Dynamic Components is a very powerful and easy to use feature in SketchUp Pro but little is known. This article begins the SketchUp Dynamic Component Course, which provides the first basic knowledge of Dynamic Components and the powerful application of this feature in design. Dynamic Components remain fully supported in SketchUp 2026 (and 2022–2025), so everything you learn here still applies on the latest version.
What is SketchUp Dynamic Components
SketchUp Dynamic Components is an update that adds highly customizable features to a regular Component. SketchUp Dynamic Components helps create highly customizable models, instead of repeating an operation, preset the necessary features. Creating good SketchUp Dynamic Components takes a lot of time, but when done, it helps to render very quickly. The simplest understanding is that 1 Dynamic Model will replace dozens of regular Models.
Is SketchUp Dynamic Components really effective?
You can watch the video below, with 8 Dynamic models that can create countless modern kitchen cabinet designs, kitchen cabinets take exactly 20 minutes instead of the usual few days.
Features commonly used for SketchUp Components
- The ability to scale without losing the scale of detail, this is the most outstanding feature, by linking the size of the details together, when this part is resized, the other details change. All Dynamic models use this feature.
- Mobility: For example, with a clickable door, the rotating door opens, the drawer slides out, etc. This feature is useful when drawing interior doors. Click on open the door, not fix each door.
- Quick set up material: Create material and just select is done. There is no need to edit each model.
- Create many different designs from only 1 Models, very convenient when drawing.
SketchUp version for Dynamic Components
SketchUp is now a named-user subscription, and which Dynamic Component features you get depends on the plan you are on:
- SketchUp Free (web): You can open the Component Options dialog of an existing Dynamic Component and use the preset Scale and option features. You cannot open the Component Attributes editor and cannot create Dynamic Components.
- SketchUp Go and SketchUp for Web: Despite being a paid plan, SketchUp for Web still cannot create, edit, OR interact with Dynamic Components — there is no Interact tool and no Attributes editor in the browser at all. If your workflow relies on Dynamic Components, you must use the desktop app, not the web version.
- SketchUp Pro / SketchUp Studio (desktop): Create, edit and fully use Dynamic Components features, including the Interact tool and Generate Report.
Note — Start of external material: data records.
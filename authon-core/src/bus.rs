//! Bus command layer
//!
//! Named primitives over [`Phy`]: each builds a [`Transaction`], exchanges
//! it and checks the CRC trailer of the response.

use authon_protocol::command::{ECC_CHALLENGE_LEN, ECC_RESPONSE_LEN, HOST_AUTH_LEN, MAC_LEN};
use authon_protocol::{Opcode, Transaction, CRC_LEN, MAX_BURST};

#[cfg(feature = "serde")]
use serde::{Deserialize, Serialize};

use crate::status::{Error, ExecutionError};
use crate::traits::phy::{Interrupt, Phy, WaitMode};

/// Largest register address that fits a short address word
pub const SHORT_ADDRESS_MAX: u16 = 0xFF;

/// Operation selector of a MAC-protected maintenance command
#[derive(Debug, Clone, Copy, PartialEq, Eq)]
#[cfg_attr(feature = "defmt", derive(defmt::Format))]
#[repr(u8)]
pub enum MacOperation {
    /// Clear every user NVM lock bit
    NvmUnlock = 0x01,
    /// Permanently disable the device
    Kill = 0x02,
}

/// MACR result meaning the device accepted the MAC
pub const MAC_ACCEPTED: u8 = 0x00;

/// Bound on a busy poll
///
/// A poll stops after `attempts` checks or once the time slept between
/// checks reaches `attempts * interval_us` on the monotonic clock,
/// whichever comes first.
#[derive(Debug, Clone, Copy, PartialEq, Eq)]
#[cfg_attr(feature = "defmt", derive(defmt::Format))]
#[cfg_attr(feature = "serde", derive(Serialize, Deserialize))]
pub struct PollBudget {
    pub attempts: u16,
    pub interval_us: u32,
}

impl PollBudget {
    pub const fn new(attempts: u16, interval_us: u32) -> Self {
        Self {
            attempts,
            interval_us,
        }
    }

    /// Total time the poll may sleep
    pub fn deadline_us(&self) -> u64 {
        self.attempts as u64 * self.interval_us as u64
    }
}

/// Command primitives over one wire
pub struct Bus<P: Phy> {
    phy: P,
}

impl<P: Phy> Bus<P> {
    pub fn new(phy: P) -> Self {
        Self { phy }
    }

    /// Direct access to the physical layer
    pub fn phy_mut(&mut self) -> &mut P {
        &mut self.phy
    }

    /// Give the physical layer back
    pub fn into_inner(self) -> P {
        self.phy
    }

    /// Exchange a transaction, copying the checked response into `out`
    fn transact(&mut self, tx: Transaction, out: &mut [u8]) -> Result<(), Error> {
        let tx = tx.finish()?;
        let len = tx.response_len();
        let expected = len.saturating_sub(CRC_LEN);
        let mut buf = [0u8; MAX_BURST + CRC_LEN];
        if len > buf.len() || out.len() != expected {
            return Err(ExecutionError::InvalidParameter.into());
        }

        self.phy.exchange(tx.words(), &mut buf[..len])?;
        let payload = tx.check_response(&buf[..len]).map_err(|e| {
            warn!("crc mismatch on opcode {=u8:#x}", tx.words()[0].payload);
            Error::from(e)
        })?;
        out.copy_from_slice(payload);
        Ok(())
    }

    fn command(&mut self, opcode: Opcode) -> Result<(), Error> {
        self.transact(Transaction::new(opcode), &mut [])
    }

    /// Bus reset; every device becomes addressed
    pub fn bus_reset(&mut self) -> Result<(), Error> {
        self.command(Opcode::Bres)
    }

    /// Power down the bus and hold the line low
    pub fn power_down(&mut self, hold_us: u32) -> Result<(), Error> {
        let result = self.command(Opcode::Pdwn);
        self.phy.power_down(hold_us);
        result
    }

    /// Release the line and let devices power up
    pub fn power_up(&mut self, hold_us: u32) {
        self.phy.power_up(hold_us);
    }

    /// Start a search; every device becomes a candidate
    pub fn start_search(&mut self) -> Result<(), Error> {
        self.command(Opcode::Diss)
    }

    /// Ask whether any candidate has `bit` at the current position
    pub fn probe(&mut self, bit: bool) -> Result<bool, Error> {
        self.command(Opcode::probe(bit))?;
        Ok(self.phy.wait_interrupt(WaitMode::Immediate) == Interrupt::Received)
    }

    /// Keep only candidates with `bit` at the current position
    pub fn enter(&mut self, bit: bool) -> Result<(), Error> {
        self.command(Opcode::enter(bit))
    }

    /// Address the device with this session address
    pub fn select_address(&mut self, address: u16) -> Result<(), Error> {
        let [hi, lo] = address.to_be_bytes();
        let tx = if address <= SHORT_ADDRESS_MAX {
            Transaction::new(Opcode::Sda).address(lo)?
        } else {
            Transaction::new(Opcode::Eda).address(hi)?.address(lo)?
        };
        self.transact(tx, &mut [])
    }

    /// Point the addressed device at a register
    pub fn set_register_address(&mut self, address: u16) -> Result<(), Error> {
        let [hi, lo] = address.to_be_bytes();
        let tx = if address <= SHORT_ADDRESS_MAX {
            Transaction::new(Opcode::Sra).address(lo)?
        } else {
            Transaction::new(Opcode::Era).address(hi)?.address(lo)?
        };
        self.transact(tx, &mut [])
    }

    /// Set the burst length for reads from NVM space
    pub fn set_burst_length(&mut self, len: usize) -> Result<(), Error> {
        if len == 0 || len > MAX_BURST {
            return Err(ExecutionError::InvalidParameter.into());
        }
        // 256 wraps to 0 on the wire
        let tx = Transaction::new(Opcode::Rbl).data(&[len as u8])?;
        self.transact(tx, &mut [])
    }

    /// Read `buf.len()` bytes from the current register address
    pub fn read_data(&mut self, buf: &mut [u8]) -> Result<(), Error> {
        if buf.is_empty() || buf.len() > MAX_BURST {
            return Err(ExecutionError::InvalidParameter.into());
        }
        self.transact(Transaction::new(Opcode::Rd).read(buf.len()), buf)
    }

    /// Write bytes at the current register address
    pub fn write_data(&mut self, data: &[u8]) -> Result<(), Error> {
        if data.is_empty() {
            return Err(ExecutionError::InvalidParameter.into());
        }
        let tx = Transaction::new(Opcode::Wd).data(data)?;
        self.transact(tx, &mut [])
    }

    /// Start a MAC-protected maintenance operation
    pub fn mac_start(&mut self, op: MacOperation, mac: &[u8; MAC_LEN]) -> Result<(), Error> {
        let tx = Transaction::new(Opcode::Macs).data(&[op as u8])?.data(mac)?;
        self.transact(tx, &mut [])
    }

    /// Result of the last maintenance operation
    pub fn mac_result(&mut self) -> Result<u8, Error> {
        let mut result = [0u8; 1];
        self.transact(Transaction::new(Opcode::Macr).read(1), &mut result)?;
        Ok(result[0])
    }

    /// Start an ECC computation over `challenge`
    pub fn ecc_start(&mut self, challenge: &[u8; ECC_CHALLENGE_LEN]) -> Result<(), Error> {
        let tx = Transaction::new(Opcode::Eccs).data(challenge)?;
        self.transact(tx, &mut [])
    }

    /// Read the ECC response
    pub fn ecc_result(&mut self) -> Result<[u8; ECC_RESPONSE_LEN], Error> {
        let mut response = [0u8; ECC_RESPONSE_LEN];
        self.transact(
            Transaction::new(Opcode::Eccr).read(ECC_RESPONSE_LEN),
            &mut response,
        )?;
        Ok(response)
    }

    /// Read the device nonce of a host authentication
    pub fn host_auth_nonce_a(&mut self) -> Result<[u8; HOST_AUTH_LEN], Error> {
        let mut nonce = [0u8; HOST_AUTH_LEN];
        self.transact(Transaction::new(Opcode::Hana).read(HOST_AUTH_LEN), &mut nonce)?;
        Ok(nonce)
    }

    /// Send the host nonce
    pub fn host_auth_nonce_b(&mut self, nonce: &[u8; HOST_AUTH_LEN]) -> Result<(), Error> {
        let tx = Transaction::new(Opcode::Hanb).data(nonce)?;
        self.transact(tx, &mut [])
    }

    /// Send the host tag
    pub fn host_auth_tag_a(&mut self, tag: &[u8; HOST_AUTH_LEN]) -> Result<(), Error> {
        let tx = Transaction::new(Opcode::Hata).data(tag)?;
        self.transact(tx, &mut [])
    }

    /// Read the device tag
    pub fn host_auth_tag_b(&mut self) -> Result<[u8; HOST_AUTH_LEN], Error> {
        let mut tag = [0u8; HOST_AUTH_LEN];
        self.transact(Transaction::new(Opcode::Hatb).read(HOST_AUTH_LEN), &mut tag)?;
        Ok(tag)
    }

    /// Look for a device interrupt pulse
    pub fn wait_interrupt(&mut self, mode: WaitMode) -> Interrupt {
        self.phy.wait_interrupt(mode)
    }

    /// Abort a device's interrupt wait
    pub fn abort_interrupt(&mut self) {
        self.phy.abort_interrupt();
    }

    pub fn delay_us(&mut self, us: u32) {
        self.phy.delay_us(us);
    }

    /// Repeat `ready` until it reports true or the budget runs out
    ///
    /// Returns `false` on exhaustion. A failed check counts as not ready.
    /// Time spent inside `ready` is not charged to the deadline, so the
    /// attempt count stays the binding limit while sleeps keep to schedule.
    pub fn poll_until<F>(&mut self, budget: PollBudget, mut ready: F) -> bool
    where
        F: FnMut(&mut Self) -> Result<bool, Error>,
    {
        let start = self.phy.now_us();
        let mut checking_us = 0u64;

        for attempt in 0..budget.attempts {
            let before = self.phy.now_us();
            let result = ready(self);
            checking_us += self.phy.now_us().saturating_sub(before);
            match result {
                Ok(true) => return true,
                Ok(false) => {}
                Err(e) => {
                    trace!("poll read failed: {}", e);
                }
            }

            let slept_us = self.phy.now_us().saturating_sub(start + checking_us);
            if attempt + 1 == budget.attempts || slept_us >= budget.deadline_us() {
                break;
            }
            self.phy.delay_us(budget.interval_us);
        }

        debug!("poll budget exhausted after {=u16} attempts", budget.attempts);
        false
    }
}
The modern parametric alternative: Live Components
If you only need ready-made parametric objects rather than building your own, look at Live Components — Trimble’s cloud-based, fully parametric components that you configure in the browser via 3D Warehouse, no Attributes coding required. They graduated out of SketchUp Labs and are the spiritual successor to Dynamic Components, but note the trade-off: a Live Component is server-generated and account-bound, so you cannot open it up and rewire its formulas the way you can with a Dynamic Component you build yourself. For full creative control over the logic of a model, Dynamic Components are still the tool you want.
SketchUp Dynamic Components Tool
- Interact: Interact with the Component, for example click on the door that opens.
- The Components Attribute to set the feature.
- The Components Option to change the parameters, exported from the Component Attribute
To Open SketchUp Dynamic Components tools:
- Method 1: Go to View -> Toolbars (View -> Tool Palettes on Mac) -> Dynamic Components to display the Dynamic Component Toolbar with 3 tools.
- Method 2: Click on Component, you’ll see Components -> Components Option and -> Components Attribute


Testing the completed Dynamic Component:
-
- Open the Component Option Window to check and enter the parameters.
- Use the Scale command to check the Dimension of the components
- Use the Interact Button and click Component if you have set the Animate property.
One gotcha that catches even experienced users: never use “Redraw” on selected copies of a Dynamic Component to “fix” them. Plain copies of a DC stay lightweight because they share one definition, but redrawing copies un-shares them into separate definitions and can balloon your file size roughly tenfold (a real-world file with 25 copies jumped from about 1.5 MB to 14 MB). Copy freely, but only redraw when you genuinely need a unique instance, and expect the Attributes editor itself to get noticeably slower the more deeply you nest sub-components.